[DATA]
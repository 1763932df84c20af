//! Length headers shared by blobs and collections.

use crate::buffer::{ReadBuffer, WriteBuffer};
use crate::error::CodecError;
use crate::wire::tag::{self, Class};

/// Writes a blob header: `base` for 8-bit lengths, `base + 1` for 16-bit,
/// `base + 2` for 32-bit.
pub(crate) fn encode_blob_header(
    buf: &mut WriteBuffer,
    base: u8,
    len: usize,
) -> Result<(), CodecError> {
    if let Ok(n) = u8::try_from(len) {
        buf.put_u8(base);
        buf.put_u8(n);
    } else if let Ok(n) = u16::try_from(len) {
        buf.put_u8(base + 1);
        buf.put_u16(n);
    } else if let Ok(n) = u32::try_from(len) {
        buf.put_u8(base + 2);
        buf.put_u32(n);
    } else {
        return Err(CodecError::LengthLimit(len));
    }
    Ok(())
}

/// Reads the length of a bin or str blob of any tier. Nil reads as empty.
pub(crate) fn decode_blob_header(buf: &mut ReadBuffer<'_>) -> Result<usize, CodecError> {
    let m = buf.get_u8()?;
    match Class::of(m) {
        Class::Nil => Ok(0),
        Class::FixStr(len) => Ok(len),
        Class::Bin8 | Class::Str8 => Ok(usize::from(buf.get_u8()?)),
        Class::Bin16 | Class::Str16 => Ok(usize::from(buf.get_u16()?)),
        Class::Bin32 | Class::Str32 => Ok(buf.get_u32()? as usize),
        _ => Err(CodecError::tag(m, "bytes or string")),
    }
}

pub(crate) fn encode_array_header(buf: &mut WriteBuffer, len: usize) -> Result<(), CodecError> {
    if len < 16 {
        buf.put_u8(tag::fixarray_tag(len));
        Ok(())
    } else {
        encode_collection_header(buf, tag::ARRAY_16, len)
    }
}

pub(crate) fn decode_array_header(
    buf: &mut ReadBuffer<'_>,
    expect: Option<usize>,
) -> Result<usize, CodecError> {
    let m = buf.get_u8()?;
    let len = if tag::is_fixarray(m) {
        tag::read_fixarray(m)
    } else {
        decode_collection_header(buf, m, tag::ARRAY_16, "array")?
    };
    check_expected(len, expect)
}

pub(crate) fn encode_map_header(buf: &mut WriteBuffer, len: usize) -> Result<(), CodecError> {
    if len < 16 {
        buf.put_u8(tag::fixmap_tag(len));
        Ok(())
    } else {
        encode_collection_header(buf, tag::MAP_16, len)
    }
}

pub(crate) fn decode_map_header(
    buf: &mut ReadBuffer<'_>,
    expect: Option<usize>,
) -> Result<usize, CodecError> {
    let m = buf.get_u8()?;
    let len = if tag::is_fixmap(m) {
        tag::read_fixmap(m)
    } else {
        decode_collection_header(buf, m, tag::MAP_16, "map")?
    };
    check_expected(len, expect)
}

// `base` is the 16-bit tier; the 32-bit tier is `base + 1`.
fn encode_collection_header(buf: &mut WriteBuffer, base: u8, len: usize) -> Result<(), CodecError> {
    if let Ok(n) = u16::try_from(len) {
        buf.put_u8(base);
        buf.put_u16(n);
    } else if let Ok(n) = u32::try_from(len) {
        buf.put_u8(base + 1);
        buf.put_u32(n);
    } else {
        return Err(CodecError::LengthLimit(len));
    }
    Ok(())
}

fn decode_collection_header(
    buf: &mut ReadBuffer<'_>,
    m: u8,
    base: u8,
    expected: &'static str,
) -> Result<usize, CodecError> {
    if m == tag::NIL {
        Ok(0)
    } else if m == base {
        Ok(usize::from(buf.get_u16()?))
    } else if m == base + 1 {
        Ok(buf.get_u32()? as usize)
    } else {
        Err(CodecError::tag(m, expected))
    }
}

fn check_expected(len: usize, expect: Option<usize>) -> Result<usize, CodecError> {
    match expect {
        Some(expected) if expected != len => Err(CodecError::HeaderMismatch {
            expected,
            found: len,
        }),
        _ => Ok(len),
    }
}
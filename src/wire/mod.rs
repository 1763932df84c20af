//! Wire-level grammar: tag bytes and tag-driven traversal.

pub mod copy;
pub mod tag;

pub use copy::{copy_value, skip_value};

[WHAT THE EXERCISE ASKS] Where a line of the records contains the word "copy", count it; state only the final tally.

[ANSWER AREA] 2